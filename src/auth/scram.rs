//! SCRAM-SHA-256 (RFC 5802), server side: the pooler impersonating a
//! PostgreSQL server to its clients. The pooler knows the cleartext password
//! from the users file, so keys are derived per handshake with a fresh salt.

use base64::{engine::general_purpose::STANDARD as b64, Engine};
use hmac::{Hmac, Mac};
use rand::Rng;
use sha2::{Digest, Sha256};

use crate::errors::Error;
use crate::messages::constants::SCRAM_ITERATIONS;

const NONCE_LENGTH: usize = 18;
const SALT_LENGTH: usize = 16;

pub(crate) fn hmac_sha256(key: &[u8], data: &[u8]) -> [u8; 32] {
    let mut mac =
        Hmac::<Sha256>::new_from_slice(key).expect("HMAC accepts keys of any length");
    mac.update(data);
    mac.finalize().into_bytes().into()
}

pub(crate) fn sha256(data: &[u8]) -> [u8; 32] {
    Sha256::digest(data).into()
}

/// Hi(): PBKDF2 with HMAC-SHA-256, one output block.
pub(crate) fn hi(password: &str, salt: &[u8], iterations: u32) -> [u8; 32] {
    let mut block = Vec::with_capacity(salt.len() + 4);
    block.extend_from_slice(salt);
    block.extend_from_slice(&1u32.to_be_bytes());

    let mut u = hmac_sha256(password.as_bytes(), &block);
    let mut result = u;

    for _ in 1..iterations {
        u = hmac_sha256(password.as_bytes(), &u);
        for (r, b) in result.iter_mut().zip(u.iter()) {
            *r ^= b;
        }
    }

    result
}

/// SASLprep per RFC 4013; a password the algorithm rejects is used verbatim,
/// which is what the server does too.
pub(crate) fn normalize(password: &str) -> String {
    match stringprep::saslprep(password) {
        Ok(normalized) => normalized.to_string(),
        Err(_) => password.to_string(),
    }
}

fn random_nonce() -> String {
    let mut rng = rand::rng();
    let raw: [u8; NONCE_LENGTH] = rng.random();
    b64.encode(raw)
}

/// Pull one `key=value` attribute out of a SCRAM message.
fn attribute<'a>(message: &'a str, key: char) -> Result<&'a str, Error> {
    for part in message.split(',') {
        if let Some(rest) = part.strip_prefix(key) {
            if let Some(value) = rest.strip_prefix('=') {
                return Ok(value);
            }
        }
    }
    Err(Error::ScramClientError(format!(
        "missing attribute '{key}'"
    )))
}

enum ExchangeState {
    Initial,
    SentFirst {
        client_first_bare: String,
        server_first: String,
        combined_nonce: String,
    },
    Done,
}

/// One server-side SCRAM exchange.
pub struct ServerExchange {
    password: String,
    salt: Vec<u8>,
    iterations: u32,
    nonce: String,
    state: ExchangeState,
}

impl ServerExchange {
    pub fn new(password: &str) -> ServerExchange {
        let mut rng = rand::rng();
        let salt: [u8; SALT_LENGTH] = rng.random();

        ServerExchange {
            password: normalize(password),
            salt: salt.to_vec(),
            iterations: SCRAM_ITERATIONS,
            nonce: random_nonce(),
            state: ExchangeState::Initial,
        }
    }

    #[cfg(test)]
    pub(crate) fn with_params(password: &str, salt: Vec<u8>, nonce: &str) -> ServerExchange {
        ServerExchange {
            password: normalize(password),
            salt,
            iterations: SCRAM_ITERATIONS,
            nonce: nonce.to_string(),
            state: ExchangeState::Initial,
        }
    }

    /// Handle client-first-message, producing server-first-message.
    pub fn handle_client_first(&mut self, client_first: &str) -> Result<String, Error> {
        // gs2 header: 'n' (no channel binding) or 'y', then ",,".
        let bare = client_first
            .strip_prefix("n,,")
            .or_else(|| client_first.strip_prefix("y,,"))
            .ok_or_else(|| {
                Error::ScramClientError("channel binding is not supported".into())
            })?;

        let client_nonce = attribute(bare, 'r')?;
        let combined_nonce = format!("{}{}", client_nonce, self.nonce);

        let server_first = format!(
            "r={},s={},i={}",
            combined_nonce,
            b64.encode(&self.salt),
            self.iterations
        );

        self.state = ExchangeState::SentFirst {
            client_first_bare: bare.to_string(),
            server_first: server_first.clone(),
            combined_nonce,
        };

        Ok(server_first)
    }

    /// Handle client-final-message. Verifies the proof and produces
    /// server-final-message. A failed proof is a bad password.
    pub fn handle_client_final(&mut self, client_final: &str) -> Result<String, Error> {
        let (client_first_bare, server_first, combined_nonce) = match &self.state {
            ExchangeState::SentFirst {
                client_first_bare,
                server_first,
                combined_nonce,
            } => (
                client_first_bare.clone(),
                server_first.clone(),
                combined_nonce.clone(),
            ),
            _ => {
                return Err(Error::ScramClientError(
                    "client-final-message out of order".into(),
                ))
            }
        };

        let final_nonce = attribute(client_final, 'r')?;
        if final_nonce != combined_nonce {
            return Err(Error::ScramClientError("nonce does not match".into()));
        }

        let proof_b64 = attribute(client_final, 'p')?;
        let proof = b64
            .decode(proof_b64)
            .map_err(|_| Error::ScramClientError("proof is not base64".into()))?;
        if proof.len() != 32 {
            return Err(Error::ScramClientError("proof has the wrong length".into()));
        }

        let without_proof = match client_final.rfind(",p=") {
            Some(idx) => &client_final[..idx],
            None => return Err(Error::ScramClientError("missing proof".into())),
        };

        let auth_message =
            format!("{client_first_bare},{server_first},{without_proof}");

        let salted_password = hi(&self.password, &self.salt, self.iterations);
        let client_key = hmac_sha256(&salted_password, b"Client Key");
        let stored_key = sha256(&client_key);

        let client_signature = hmac_sha256(&stored_key, auth_message.as_bytes());
        let mut recovered_key = [0u8; 32];
        for (i, byte) in recovered_key.iter_mut().enumerate() {
            *byte = proof[i] ^ client_signature[i];
        }

        if sha256(&recovered_key) != stored_key {
            return Err(Error::AuthError("SCRAM proof verification failed".into()));
        }

        let server_key = hmac_sha256(&salted_password, b"Server Key");
        let server_signature = hmac_sha256(&server_key, auth_message.as_bytes());

        self.state = ExchangeState::Done;

        Ok(format!("v={}", b64.encode(server_signature)))
    }
}

#[cfg(test)]
mod tests {
    use super::*;

    // The RFC 7677 example exchange: user "user", password "pencil".
    const RFC_SALT_B64: &str = "W22ZaJ0SNY7soEsUEjb6gQ==";
    const RFC_CLIENT_NONCE: &str = "rOprNGfwEbeRWgbNEkqO";
    const RFC_SERVER_NONCE_SUFFIX: &str = "%hvYDpWUa2RaTCAfuxFIlj)hNlF$k0";

    fn rfc_exchange() -> ServerExchange {
        ServerExchange::with_params(
            "pencil",
            b64.decode(RFC_SALT_B64).unwrap(),
            RFC_SERVER_NONCE_SUFFIX,
        )
    }

    #[test]
    fn server_first_matches_rfc_vector() {
        let mut exchange = rfc_exchange();
        let server_first = exchange
            .handle_client_first(&format!("n,,n=user,r={RFC_CLIENT_NONCE}"))
            .unwrap();
        assert_eq!(
            server_first,
            format!(
                "r={RFC_CLIENT_NONCE}{RFC_SERVER_NONCE_SUFFIX},s={RFC_SALT_B64},i=4096"
            )
        );
    }

    #[test]
    fn accepts_rfc_proof_and_signs() {
        let mut exchange = rfc_exchange();
        exchange
            .handle_client_first(&format!("n,,n=user,r={RFC_CLIENT_NONCE}"))
            .unwrap();

        let client_final = format!(
            "c=biws,r={RFC_CLIENT_NONCE}{RFC_SERVER_NONCE_SUFFIX},\
             p=dHzbZapWIk4jUhN+Ute9ytag9zjfMHgsqmmiz7AndVQ="
        );
        let server_final = exchange.handle_client_final(&client_final).unwrap();
        assert_eq!(
            server_final,
            "v=6rriTRBi23WpRR/wtup+mMhUZUn/dB5nLTJRsjl95G4="
        );
    }

    #[test]
    fn rejects_wrong_password() {
        let mut exchange = ServerExchange::with_params(
            "not-pencil",
            b64.decode(RFC_SALT_B64).unwrap(),
            RFC_SERVER_NONCE_SUFFIX,
        );
        exchange
            .handle_client_first(&format!("n,,n=user,r={RFC_CLIENT_NONCE}"))
            .unwrap();

        let client_final = format!(
            "c=biws,r={RFC_CLIENT_NONCE}{RFC_SERVER_NONCE_SUFFIX},\
             p=dHzbZapWIk4jUhN+Ute9ytag9zjfMHgsqmmiz7AndVQ="
        );
        assert!(exchange.handle_client_final(&client_final).is_err());
    }

    #[test]
    fn rejects_tampered_nonce() {
        let mut exchange = rfc_exchange();
        exchange
            .handle_client_first(&format!("n,,n=user,r={RFC_CLIENT_NONCE}"))
            .unwrap();

        let client_final = format!(
            "c=biws,r={RFC_CLIENT_NONCE}attacker,\
             p=dHzbZapWIk4jUhN+Ute9ytag9zjfMHgsqmmiz7AndVQ="
        );
        assert!(exchange.handle_client_final(&client_final).is_err());
    }
}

════════

**WORK TASK:**
Return, from the data above, each line in which the string "ServerExchange" appears.

**RESPONSE:**
pub struct ServerExchange {
impl ServerExchange {
    pub fn new(password: &str) -> ServerExchange {
        ServerExchange {
    pub(crate) fn with_params(password: &str, salt: Vec<u8>, nonce: &str) -> ServerExchange {
        ServerExchange {
    fn rfc_exchange() -> ServerExchange {
        ServerExchange::with_params(
        let mut exchange = ServerExchange::with_params(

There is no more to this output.